======== Dataset entries ========
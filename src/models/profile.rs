//! User profile model
//!
//! Body metrics, activity level and goal, plus the derived daily energy target.

use chrono::{DateTime, Utc};
use serde::{Deserialize, Serialize};

use crate::error::TrackerError;
use crate::nutrition::estimate_daily_energy;

/// Biological sex used by the BMR formula
#[derive(Debug, Clone, Copy, PartialEq, Eq, Serialize, Deserialize, Default)]
#[serde(rename_all = "lowercase")]
pub enum Gender {
    #[default]
    Male,
    Female,
}

impl Gender {
    pub fn as_str(&self) -> &'static str {
        match self {
            Gender::Male => "male",
            Gender::Female => "female",
        }
    }

    pub fn from_str(s: &str) -> Option<Self> {
        match s.to_lowercase().as_str() {
            "male" | "m" => Some(Gender::Male),
            "female" | "f" => Some(Gender::Female),
            _ => None,
        }
    }
}

/// Body-weight goal, which offsets the daily energy target
#[derive(Debug, Clone, Copy, PartialEq, Eq, Serialize, Deserialize, Default)]
#[serde(rename_all = "lowercase")]
pub enum Goal {
    Cut,
    #[default]
    Maintain,
    Bulk,
}

impl Goal {
    pub fn as_str(&self) -> &'static str {
        match self {
            Goal::Cut => "cut",
            Goal::Maintain => "maintain",
            Goal::Bulk => "bulk",
        }
    }

    pub fn from_str(s: &str) -> Option<Self> {
        match s.to_lowercase().as_str() {
            "cut" => Some(Goal::Cut),
            "maintain" => Some(Goal::Maintain),
            "bulk" => Some(Goal::Bulk),
            _ => None,
        }
    }

    /// Daily kcal offset applied on top of maintenance
    pub fn calorie_offset(&self) -> f64 {
        match self {
            Goal::Cut => -500.0,
            Goal::Maintain => 0.0,
            Goal::Bulk => 500.0,
        }
    }
}

/// Enumerated activity levels. The profile stores the multiplier itself.
#[derive(Debug, Clone, Copy, PartialEq, Eq)]
pub enum ActivityLevel {
    Sedentary,
    Light,
    Moderate,
    Active,
    VeryActive,
}

impl ActivityLevel {
    pub const ALL: [ActivityLevel; 5] = [
        ActivityLevel::Sedentary,
        ActivityLevel::Light,
        ActivityLevel::Moderate,
        ActivityLevel::Active,
        ActivityLevel::VeryActive,
    ];

    pub fn multiplier(&self) -> f64 {
        match self {
            ActivityLevel::Sedentary => 1.2,
            ActivityLevel::Light => 1.375,
            ActivityLevel::Moderate => 1.55,
            ActivityLevel::Active => 1.725,
            ActivityLevel::VeryActive => 1.9,
        }
    }

    pub fn as_str(&self) -> &'static str {
        match self {
            ActivityLevel::Sedentary => "sedentary",
            ActivityLevel::Light => "light",
            ActivityLevel::Moderate => "moderate",
            ActivityLevel::Active => "active",
            ActivityLevel::VeryActive => "very_active",
        }
    }

    pub fn from_str(s: &str) -> Option<Self> {
        match s.to_lowercase().replace([' ', '-'], "_").as_str() {
            "sedentary" => Some(ActivityLevel::Sedentary),
            "light" => Some(ActivityLevel::Light),
            "moderate" => Some(ActivityLevel::Moderate),
            "active" => Some(ActivityLevel::Active),
            "very_active" => Some(ActivityLevel::VeryActive),
            _ => None,
        }
    }

    /// Find the level whose multiplier matches a stored value
    pub fn from_multiplier(multiplier: f64) -> Option<Self> {
        Self::ALL
            .into_iter()
            .find(|level| (level.multiplier() - multiplier).abs() < 1e-6)
    }
}

/// A dated body-weight sample
#[derive(Debug, Clone, PartialEq, Serialize, Deserialize)]
pub struct WeightEntry {
    pub date: DateTime<Utc>,
    pub weight: f64,
}

/// The user's profile
#[derive(Debug, Clone, PartialEq, Serialize, Deserialize)]
#[serde(rename_all = "camelCase")]
pub struct UserProfile {
    pub age: u32,
    /// Pounds
    pub weight: f64,
    /// Pounds
    pub target_weight: f64,
    #[serde(default)]
    pub weight_history: Vec<WeightEntry>,
    /// Inches
    pub height: f64,
    pub gender: Gender,
    /// Activity multiplier, 1.2 to 1.9
    pub activity_level: f64,
    pub goal: Goal,
    pub tdee: i64,
}

impl Default for UserProfile {
    fn default() -> Self {
        Self {
            age: 30,
            weight: 180.0,
            target_weight: 170.0,
            weight_history: Vec::new(),
            height: 70.0,
            gender: Gender::Male,
            activity_level: ActivityLevel::Sedentary.multiplier(),
            goal: Goal::Maintain,
            tdee: 0,
        }
        .with_recomputed_tdee()
    }
}

/// Changes to apply to a profile. `None` leaves a field as it is.
#[derive(Debug, Clone, Default)]
pub struct ProfileUpdate {
    pub age: Option<u32>,
    pub weight: Option<f64>,
    pub target_weight: Option<f64>,
    pub height: Option<f64>,
    pub gender: Option<Gender>,
    pub activity_level: Option<ActivityLevel>,
    pub goal: Option<Goal>,
}

/// Distance between current and target weight
#[derive(Debug, Clone, Copy, PartialEq, Serialize)]
pub struct WeightToGo {
    pub pounds: f64,
    pub gaining: bool,
}

impl UserProfile {
    /// Apply settings changes and recompute the energy target
    pub fn update(&self, changes: &ProfileUpdate) -> Result<Self, TrackerError> {
        let mut next = self.clone();
        if let Some(age) = changes.age {
            if age == 0 {
                return Err(TrackerError::InvalidProfile("age must be positive".into()));
            }
            next.age = age;
        }
        if let Some(weight) = changes.weight {
            require_positive("weight", weight)?;
            next.weight = weight;
        }
        if let Some(target) = changes.target_weight {
            require_positive("target weight", target)?;
            next.target_weight = target;
        }
        if let Some(height) = changes.height {
            require_positive("height", height)?;
            next.height = height;
        }
        if let Some(gender) = changes.gender {
            next.gender = gender;
        }
        if let Some(level) = changes.activity_level {
            next.activity_level = level.multiplier();
        }
        if let Some(goal) = changes.goal {
            next.goal = goal;
        }
        Ok(next.with_recomputed_tdee())
    }

    /// Record a weigh-in: updates the current weight, appends a history sample
    /// and recomputes the energy target.
    pub fn record_weight(&self, weight: f64, now: DateTime<Utc>) -> Result<Self, TrackerError> {
        if !(weight.is_finite() && weight > 0.0) {
            return Err(TrackerError::InvalidAmount(weight));
        }
        let mut next = self.clone();
        next.weight = weight;
        next.weight_history.push(WeightEntry { date: now, weight });
        Ok(next.with_recomputed_tdee())
    }

    pub fn with_recomputed_tdee(mut self) -> Self {
        self.tdee = estimate_daily_energy(&self);
        self
    }

    pub fn weight_to_go(&self) -> WeightToGo {
        WeightToGo {
            pounds: ((self.weight - self.target_weight).abs() * 10.0).round() / 10.0,
            gaining: self.target_weight > self.weight,
        }
    }
}

fn require_positive(field: &str, value: f64) -> Result<(), TrackerError> {
    if value.is_finite() && value > 0.0 {
        Ok(())
    } else {
        Err(TrackerError::InvalidProfile(format!("{} must be positive", field)))
    }
}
========
- About this exercise:
Write down the full listing again, exactly.

- Expected answer:
filename src/models/profile.rs
//! User profile model
//!
//! Body metrics, activity level and goal, plus the derived daily energy target.

use chrono::{DateTime, Utc};
use serde::{Deserialize, Serialize};

use crate::error::TrackerError;
use crate::nutrition::estimate_daily_energy;

/// Biological sex used by the BMR formula
#[derive(Debug, Clone, Copy, PartialEq, Eq, Serialize, Deserialize, Default)]
#[serde(rename_all = "lowercase")]
pub enum Gender {
    #[default]
    Male,
    Female,
}

impl Gender {
    pub fn as_str(&self) -> &'static str {
        match self {
            Gender::Male => "male",
            Gender::Female => "female",
        }
    }

    pub fn from_str(s: &str) -> Option<Self> {
        match s.to_lowercase().as_str() {
            "male" | "m" => Some(Gender::Male),
            "female" | "f" => Some(Gender::Female),
            _ => None,
        }
    }
}

/// Body-weight goal, which offsets the daily energy target
#[derive(Debug, Clone, Copy, PartialEq, Eq, Serialize, Deserialize, Default)]
#[serde(rename_all = "lowercase")]
pub enum Goal {
    Cut,
    #[default]
    Maintain,
    Bulk,
}

impl Goal {
    pub fn as_str(&self) -> &'static str {
        match self {
            Goal::Cut => "cut",
            Goal::Maintain => "maintain",
            Goal::Bulk => "bulk",
        }
    }

    pub fn from_str(s: &str) -> Option<Self> {
        match s.to_lowercase().as_str() {
            "cut" => Some(Goal::Cut),
            "maintain" => Some(Goal::Maintain),
            "bulk" => Some(Goal::Bulk),
            _ => None,
        }
    }

    /// Daily kcal offset applied on top of maintenance
    pub fn calorie_offset(&self) -> f64 {
        match self {
            Goal::Cut => -500.0,
            Goal::Maintain => 0.0,
            Goal::Bulk => 500.0,
        }
    }
}

/// Enumerated activity levels. The profile stores the multiplier itself.
#[derive(Debug, Clone, Copy, PartialEq, Eq)]
pub enum ActivityLevel {
    Sedentary,
    Light,
    Moderate,
    Active,
    VeryActive,
}

impl ActivityLevel {
    pub const ALL: [ActivityLevel; 5] = [
        ActivityLevel::Sedentary,
        ActivityLevel::Light,
        ActivityLevel::Moderate,
        ActivityLevel::Active,
        ActivityLevel::VeryActive,
    ];

    pub fn multiplier(&self) -> f64 {
        match self {
            ActivityLevel::Sedentary => 1.2,
            ActivityLevel::Light => 1.375,
            ActivityLevel::Moderate => 1.55,
            ActivityLevel::Active => 1.725,
            ActivityLevel::VeryActive => 1.9,
        }
    }

    pub fn as_str(&self) -> &'static str {
        match self {
            ActivityLevel::Sedentary => "sedentary",
            ActivityLevel::Light => "light",
            ActivityLevel::Moderate => "moderate",
            ActivityLevel::Active => "active",
            ActivityLevel::VeryActive => "very_active",
        }
    }

    pub fn from_str(s: &str) -> Option<Self> {
        match s.to_lowercase().replace([' ', '-'], "_").as_str() {
            "sedentary" => Some(ActivityLevel::Sedentary),
            "light" => Some(ActivityLevel::Light),
            "moderate" => Some(ActivityLevel::Moderate),
            "active" => Some(ActivityLevel::Active),
            "very_active" => Some(ActivityLevel::VeryActive),
            _ => None,
        }
    }

    /// Find the level whose multiplier matches a stored value
    pub fn from_multiplier(multiplier: f64) -> Option<Self> {
        Self::ALL
            .into_iter()
            .find(|level| (level.multiplier() - multiplier).abs() < 1e-6)
    }
}

/// A dated body-weight sample
#[derive(Debug, Clone, PartialEq, Serialize, Deserialize)]
pub struct WeightEntry {
    pub date: DateTime<Utc>,
    pub weight: f64,
}

/// The user's profile
#[derive(Debug, Clone, PartialEq, Serialize, Deserialize)]
#[serde(rename_all = "camelCase")]
pub struct UserProfile {
    pub age: u32,
    /// Pounds
    pub weight: f64,
    /// Pounds
    pub target_weight: f64,
    #[serde(default)]
    pub weight_history: Vec<WeightEntry>,
    /// Inches
    pub height: f64,
    pub gender: Gender,
    /// Activity multiplier, 1.2 to 1.9
    pub activity_level: f64,
    pub goal: Goal,
    pub tdee: i64,
}

impl Default for UserProfile {
    fn default() -> Self {
        Self {
            age: 30,
            weight: 180.0,
            target_weight: 170.0,
            weight_history: Vec::new(),
            height: 70.0,
            gender: Gender::Male,
            activity_level: ActivityLevel::Sedentary.multiplier(),
            goal: Goal::Maintain,
            tdee: 0,
        }
        .with_recomputed_tdee()
    }
}

/// Changes to apply to a profile. `None` leaves a field as it is.
#[derive(Debug, Clone, Default)]
pub struct ProfileUpdate {
    pub age: Option<u32>,
    pub weight: Option<f64>,
    pub target_weight: Option<f64>,
    pub height: Option<f64>,
    pub gender: Option<Gender>,
    pub activity_level: Option<ActivityLevel>,
    pub goal: Option<Goal>,
}

/// Distance between current and target weight
#[derive(Debug, Clone, Copy, PartialEq, Serialize)]
pub struct WeightToGo {
    pub pounds: f64,
    pub gaining: bool,
}

impl UserProfile {
    /// Apply settings changes and recompute the energy target
    pub fn update(&self, changes: &ProfileUpdate) -> Result<Self, TrackerError> {
        let mut next = self.clone();
        if let Some(age) = changes.age {
            if age == 0 {
                return Err(TrackerError::InvalidProfile("age must be positive".into()));
            }
            next.age = age;
        }
        if let Some(weight) = changes.weight {
            require_positive("weight", weight)?;
            next.weight = weight;
        }
        if let Some(target) = changes.target_weight {
            require_positive("target weight", target)?;
            next.target_weight = target;
        }
        if let Some(height) = changes.height {
            require_positive("height", height)?;
            next.height = height;
        }
        if let Some(gender) = changes.gender {
            next.gender = gender;
        }
        if let Some(level) = changes.activity_level {
            next.activity_level = level.multiplier();
        }
        if let Some(goal) = changes.goal {
            next.goal = goal;
        }
        Ok(next.with_recomputed_tdee())
    }

    /// Record a weigh-in: updates the current weight, appends a history sample
    /// and recomputes the energy target.
    pub fn record_weight(&self, weight: f64, now: DateTime<Utc>) -> Result<Self, TrackerError> {
        if !(weight.is_finite() && weight > 0.0) {
            return Err(TrackerError::InvalidAmount(weight));
        }
        let mut next = self.clone();
        next.weight = weight;
        next.weight_history.push(WeightEntry { date: now, weight });
        Ok(next.with_recomputed_tdee())
    }

    pub fn with_recomputed_tdee(mut self) -> Self {
        self.tdee = estimate_daily_energy(&self);
        self
    }

    pub fn weight_to_go(&self) -> WeightToGo {
        WeightToGo {
            pounds: ((self.weight - self.target_weight).abs() * 10.0).round() / 10.0,
            gaining: self.target_weight > self.weight,
        }
    }
}

fn require_positive(field: &str, value: f64) -> Result<(), TrackerError> {
    if value.is_finite() && value > 0.0 {
        Ok(())
    } else {
        Err(TrackerError::InvalidProfile(format!("{} must be positive", field)))
    }
}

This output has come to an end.